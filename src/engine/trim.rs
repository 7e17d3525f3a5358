//! Trim command assembly

use std::path::Path;

use crate::domain::model::{EncodingDefaults, GifOptions, TrimRequest};
use crate::engine::EngineCommand;

/// Build the ffmpeg command that cuts `request` into `output`.
///
/// Seeks on the input (`-ss` before `-i`), so stream-copy trims start on the
/// nearest preceding keyframe. Codec section precedence: caller-supplied
/// arguments, then the GIF palette graph, then a re-encode with the
/// configured codecs, then stream copy.
pub fn build(request: &TrimRequest, defaults: &EncodingDefaults, output: &Path) -> EngineCommand {
    let mut cmd = EngineCommand::new();
    cmd.args(["-ss".to_string(), request.start.to_engine_timestamp()]);
    cmd.input(&request.input_path.to_string_lossy());
    cmd.args(["-t".to_string(), request.duration().to_engine_timestamp()]);

    let format = request.output_format();
    if let Some(custom) = &request.custom_args {
        cmd.args(custom.iter().cloned());
    } else if format.is_gif() {
        cmd.args(["-vf".to_string(), gif_filter(&request.gif)]);
        cmd.args(["-loop", "0"]);
    } else if request.apply_encoding {
        cmd.args(["-c:v", defaults.video_codec.as_str()]);
        cmd.args(["-preset", defaults.preset.as_str()]);
        cmd.args(["-crf".to_string(), defaults.crf.to_string()]);
        cmd.args(["-c:a", defaults.audio_codec.as_str()]);
    } else {
        cmd.args(["-c", "copy"]);
        cmd.args(["-avoid_negative_ts", "make_zero"]);
    }

    cmd.output(output);
    cmd
}

/// Two-pass palette filter graph for good-looking GIFs
fn gif_filter(gif: &GifOptions) -> String {
    format!(
        "fps={},scale={}:-1:flags=lanczos,split[s0][s1];[s0]palettegen[p];[s1][p]paletteuse",
        gif.fps, gif.scale
    )
}
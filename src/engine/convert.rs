//! URL-to-file command assembly

use std::path::Path;

use crate::domain::model::ConvertRequest;
use crate::engine::EngineCommand;

/// Remux a network stream into a local file without re-encoding
pub fn build(request: &ConvertRequest, output: &Path) -> EngineCommand {
    let mut cmd = EngineCommand::new();
    cmd.input(request.source_url.trim());
    cmd.args(["-c", "copy"]);
    // ADTS AAC from HLS/TS sources must be converted for MP4-family muxers
    if request.output_format().is_iso_bmff() {
        cmd.args(["-bsf:a", "aac_adtstoasc"]);
    }
    cmd.output(output);
    cmd
}
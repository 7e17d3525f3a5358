// Ports - Interface definitions (contracts)

use std::path::{Path, PathBuf};
use std::time::Duration;

use async_trait::async_trait;

use crate::domain::errors::*;
use crate::domain::model::*;
use crate::engine::EngineCommand;

/// Port for running the external media engine
#[async_trait]
pub trait ExecutePort: Send + Sync {
    /// Run one engine invocation to completion.
    ///
    /// A non-zero exit is reported through `ExecutionReport::success`, not as
    /// an error; errors are reserved for the engine not running at all.
    async fn execute(&self, command: &EngineCommand) -> Result<ExecutionReport, DomainError>;

    /// Check whether the engine binary can be located
    async fn engine_available(&self) -> bool;
}

/// Port for file system operations
#[async_trait]
pub trait FsPort: Send + Sync {
    /// Check if file exists
    async fn file_exists(&self, path: &Path) -> Result<bool, DomainError>;

    /// Check if directory exists
    async fn directory_exists(&self, path: &Path) -> Result<bool, DomainError>;

    /// Create directory (including parent directories)
    async fn create_directory(&self, path: &Path) -> Result<(), DomainError>;

    /// Resolve relative path to absolute path
    async fn resolve_path(&self, path: &Path) -> Result<PathBuf, DomainError>;
}

/// Port for configuration management
#[async_trait]
pub trait ConfigPort: Send + Sync {
    /// Snapshot of the effective configuration
    async fn current(&self) -> AppConfig;

    /// Load configuration from file; keys absent from the file take defaults
    async fn load_config(&self, file_path: &Path) -> Result<(), DomainError>;

    /// Save configuration to file
    async fn save_config(&self, file_path: &Path) -> Result<(), DomainError>;

    /// Override one value by dotted key, e.g. `encoding.crf`
    async fn set_config(&self, key: &str, value: &str) -> Result<(), DomainError>;

    /// Validate configuration
    async fn validate_config(&self) -> Result<(), DomainError>;

    /// Get configuration file path
    async fn get_config_file_path(&self) -> Option<PathBuf>;
}

/// Port for the video-playback widget the host application supplies
#[async_trait]
pub trait PlayerPort: Send + Sync {
    /// Open a local video file, ready to play from the start. May follow a
    /// `dispose` of the previous source.
    async fn load(&self, path: &Path) -> Result<(), DomainError>;

    async fn play(&self) -> Result<(), DomainError>;

    async fn pause(&self) -> Result<(), DomainError>;

    async fn seek_to(&self, position: Duration) -> Result<(), DomainError>;

    /// Current playback position
    async fn position(&self) -> Result<Duration, DomainError>;

    /// Length of the loaded video, once known
    async fn duration(&self) -> Result<Option<Duration>, DomainError>;

    async fn is_playing(&self) -> Result<bool, DomainError>;

    /// Release the resources held for the loaded source
    async fn dispose(&self) -> Result<(), DomainError>;
}
// Trim interactor - Cuts a time range out of a local video

use std::sync::Arc;

use tracing::info;

use crate::app::{ensure_input_exists, resolve_output, run_engine, TRIM_FOLDER};
use crate::domain::errors::*;
use crate::domain::model::*;
use crate::domain::rules::RangeRules;
use crate::engine::trim;
use crate::ports::*;
use crate::utils::path::PathUtils;

/// Interactor for the trim use case
pub struct TrimInteractor {
    execute_port: Arc<dyn ExecutePort>,
    fs_port: Arc<dyn FsPort>,
    config_port: Arc<dyn ConfigPort>,
}

impl TrimInteractor {
    /// Create new trim interactor with injected ports
    pub fn new(
        execute_port: Arc<dyn ExecutePort>,
        fs_port: Arc<dyn FsPort>,
        config_port: Arc<dyn ConfigPort>,
    ) -> Self {
        Self {
            execute_port,
            fs_port,
            config_port,
        }
    }

    /// Write `[start, end)` of the input to a new file.
    ///
    /// Stream copy unless the request asks for re-encoding, a GIF or custom
    /// engine arguments.
    pub async fn trim(&self, request: TrimRequest) -> Result<MediaOutput, DomainError> {
        info!(
            input = %request.input_path.display(),
            start = %request.start,
            end = %request.end,
            "Starting trim"
        );

        Self::validate(&request)?;
        ensure_input_exists(self.fs_port.as_ref(), &request.input_path).await?;
        let config = self.config_port.current().await;

        let format = request.output_format();
        let target = resolve_output(
            self.fs_port.as_ref(),
            &config,
            &request.location,
            TRIM_FOLDER,
            || PathUtils::timestamped(&format!("{}_trimmed", PathUtils::input_stem(&request.input_path))),
            Some(format.extension()),
        )
        .await?;
        let output_path = target.file(format.extension());

        let command = trim::build(&request, &config.encoding, &output_path);
        let report = run_engine(self.execute_port.as_ref(), &command).await?;

        info!(output = %output_path.display(), "Trim completed");
        Ok(MediaOutput {
            output_path,
            report,
        })
    }

    /// Range and GIF settings, checked before any filesystem access
    fn validate(request: &TrimRequest) -> Result<(), DomainError> {
        RangeRules::validate(&request.start, &request.end)?;
        let uses_gif_filter = request.custom_args.is_none() && request.output_format().is_gif();
        if uses_gif_filter && (request.gif.fps == 0 || request.gif.scale == 0) {
            return Err(DomainError::BadArgs(format!(
                "GIF frame rate and width must be positive, got {} fps at {}px",
                request.gif.fps, request.gif.scale
            )));
        }
        Ok(())
    }
}
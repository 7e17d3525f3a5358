//! Time formatting utilities

use std::time::Duration;

/// Format duration for display
pub fn format_duration(duration: Duration) -> String {
    let total_seconds = duration.as_secs();
    let hours = total_seconds / 3600;
    let minutes = (total_seconds % 3600) / 60;
    let seconds = total_seconds % 60;
    let milliseconds = duration.subsec_millis();

    if hours > 0 {
        format!("{:02}:{:02}:{:02}.{:03}", hours, minutes, seconds, milliseconds)
    } else {
        format!("{:02}:{:02}.{:03}", minutes, seconds, milliseconds)
    }
}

- Problem to work on: Which lines in the records above hold the string "await"? Copy each of them.

- Answer below:
        ensure_input_exists(self.fs_port.as_ref(), &request.input_path).await?;
        let config = self.config_port.current().await;
        .await?;
        let report = run_engine(self.execute_port.as_ref(), &command).await?;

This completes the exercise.